Ahnungslos im Käfig

Meiner Gastfamilie musste ich versprechen, immer vor Einbruch der Dämmerung zu Hause zu sein, es sei sonst zu gefährlich.  Deshalb breche ich von Malibagh kurz vor sechs auf, ich kalkuliere eine halbe Stunde für die Rückfahrt ein, das müsste gerade so klappen. Mein Mathelehrer organisiert ein CNG, handelt den Preis aus und dann sitz ich zum ersten Mal allein in diesem Fahrgastkäfig.

Ich gebe zu, ganz kurz, als der Käfig vom Fahrer geschlossen wird, ich also nicht mehr raus kann und mein nicht-englisch-kompatibler Fahrer mich durch unbekannte Straßen und Gassen fährt, ganz kurz kriege ich eine kleine Panikattacke….er könnte mich jetzt irgendwohin fahren, mich ausrauben oder meistbietend verkaufen….

Aber das Gefühl ist schnell überwunden, denn erstmal stehen wir im Stau.
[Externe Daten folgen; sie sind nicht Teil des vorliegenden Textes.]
//! Cache keys derived from score records and scan results.
//!
//! Both derivations funnel through one composition rule so that a record and
//! a scan describing the same SSID/BSSID pair always meet on the same key.
//!
//! The rule concatenates the SSID and BSSID with no separator. Distinct pairs
//! can therefore collide: SSID `"AB"` with BSSID `"C"` and SSID `"A"` with
//! BSSID `"BC"` both produce `"ABC"`. Real BSSIDs use a fixed
//! colon-separated format, which makes such collisions unlikely but not
//! impossible. Existing key formats depend on the plain concatenation, so it
//! is kept.

use std::borrow::Borrow;
use std::fmt;

use crate::{NetworkType, ScanResult, ScoredNetwork};

/// Identity of a cached network: the SSID followed by the BSSID, if any.
///
/// # Examples
///
/// ```
/// use wifiscore_core::{CacheKey, ScanResult, ScoredNetwork, WifiKey};
///
/// let record: ScoredNetwork<()> =
///     ScoredNetwork::wifi(WifiKey::new("Cafe", Some("aa:bb:cc:dd:ee:ff")), None);
/// let scan = ScanResult::new("Cafe", Some("aa:bb:cc:dd:ee:ff"), -60);
///
/// assert_eq!(CacheKey::for_record(&record), CacheKey::for_scan(&scan));
/// assert_eq!(
///     CacheKey::for_scan(&scan).map(|key| key.to_string()),
///     Some("Cafeaa:bb:cc:dd:ee:ff".to_owned())
/// );
/// ```
#[derive(Debug, Clone, PartialEq, Eq, Hash, PartialOrd, Ord)]
pub struct CacheKey(String);

impl CacheKey {
    /// Derive the key for a stored score record.
    ///
    /// Returns `None` when the record has no network key, no Wi-Fi sub-key,
    /// a non-Wi-Fi network type, or no SSID.
    #[must_use]
    pub fn for_record<C>(record: &ScoredNetwork<C>) -> Option<Self> {
        let network_key = record.network_key.as_ref()?;
        let wifi_key = network_key.wifi_key.as_ref()?;
        if network_key.network_type != NetworkType::Wifi {
            return None;
        }
        Self::compose(wifi_key.ssid.as_deref(), wifi_key.bssid.as_deref())
    }

    /// Derive the lookup key for an observed scan result.
    ///
    /// Returns `None` when the scan carries no SSID.
    #[must_use]
    pub fn for_scan(scan: &ScanResult) -> Option<Self> {
        Self::compose(scan.ssid.as_deref(), scan.bssid.as_deref())
    }

    fn compose(ssid: Option<&str>, bssid: Option<&str>) -> Option<Self> {
        let mut key = ssid?.to_owned();
        if let Some(address) = bssid {
            key.push_str(address);
        }
        Some(Self(key))
    }

    /// Borrow the key as a string slice.
    #[must_use]
    pub fn as_str(&self) -> &str {
        &self.0
    }
}

impl fmt::Display for CacheKey {
    fn fmt(&self, f: &mut fmt::Formatter<'_>) -> fmt::Result {
        f.write_str(&self.0)
    }
}

impl Borrow<str> for CacheKey {
    fn borrow(&self) -> &str {
        &self.0
    }
}

impl AsRef<str> for CacheKey {
    fn as_ref(&self) -> &str {
        &self.0
    }
}

#[cfg(test)]
mod tests {
    use super::*;
    use crate::{NetworkKey, WifiKey};
    use rstest::rstest;

    fn record(network_key: Option<NetworkKey>) -> ScoredNetwork<()> {
        ScoredNetwork {
            network_key,
            rssi_curve: None,
        }
    }

    #[rstest]
    #[case("Net1", Some("AA:BB:CC:DD:EE:FF"), "Net1AA:BB:CC:DD:EE:FF")]
    #[case("Net2", None, "Net2")]
    #[case("Net2", Some(""), "Net2")]
    #[case("", None, "")]
    fn record_key_concatenates_without_separator(
        #[case] ssid: &str,
        #[case] bssid: Option<&str>,
        #[case] expected: &str,
    ) {
        let key = CacheKey::for_record(&record(Some(NetworkKey::wifi(WifiKey::new(ssid, bssid)))))
            .expect("record should be keyable");
        assert_eq!(key.as_str(), expected);
    }

    #[rstest]
    fn record_without_network_key_has_no_key() {
        assert_eq!(CacheKey::for_record(&record(None)), None);
    }

    #[rstest]
    fn record_without_wifi_key_has_no_key() {
        let network_key = NetworkKey {
            network_type: NetworkType::Wifi,
            wifi_key: None,
        };
        assert_eq!(CacheKey::for_record(&record(Some(network_key))), None);
    }

    #[rstest]
    fn non_wifi_record_has_no_key() {
        let network_key = NetworkKey {
            network_type: NetworkType::Other,
            wifi_key: Some(WifiKey::new("Net1", None)),
        };
        assert_eq!(CacheKey::for_record(&record(Some(network_key))), None);
    }

    #[rstest]
    fn record_without_ssid_has_no_key() {
        let wifi_key = WifiKey {
            ssid: None,
            bssid: Some("AA:BB:CC:DD:EE:FF".to_owned()),
        };
        assert_eq!(
            CacheKey::for_record(&record(Some(NetworkKey::wifi(wifi_key)))),
            None
        );
    }

    #[rstest]
    fn scan_without_ssid_has_no_key() {
        let scan = ScanResult {
            ssid: None,
            bssid: Some("AA:BB:CC:DD:EE:FF".to_owned()),
            level: -50,
        };
        assert_eq!(CacheKey::for_scan(&scan), None);
    }

    #[rstest]
    fn bssid_distinguishes_access_points() {
        let bare = CacheKey::for_scan(&ScanResult::new("Net1", None, -50));
        let first = CacheKey::for_scan(&ScanResult::new("Net1", Some("AA:AA:AA:AA:AA:AA"), -50));
        let second = CacheKey::for_scan(&ScanResult::new("Net1", Some("BB:BB:BB:BB:BB:BB"), -50));
        assert_ne!(bare, first);
        assert_ne!(first, second);
    }

    #[rstest]
    fn concatenation_admits_collisions() {
        let left = CacheKey::for_scan(&ScanResult::new("AB", Some("C"), -50));
        let right = CacheKey::for_scan(&ScanResult::new("A", Some("BC"), -50));
        assert_eq!(left, right);
    }
}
Mein Zeitplan ist Schrott, die Sonne geht langsam unter – hoffentlich macht sich meine Gastfamilie keine Sorgen…Weil ich es aber nicht ändern kann, macht sich bei mir der ‚Bangla-Fatalismus‘ breit, inshallah, und dann genieße ich den Fahrtwind, die untergehende Sonne, die wunderschöne Reflexe auf den Fluss und auf verglaste Häuserfassaden zaubert.

Zu Hause erwarten mich keine vorwurfsvolle, sondern nur erleichterte Blicke, dann schwenken sie wieder zu den Nachrichten: Es gab wieder Brandanschläge in Dhaka, unter anderem in Malibagh, ungefähr zur gleichen Zeit, zu der ich von dort losgefahren bin.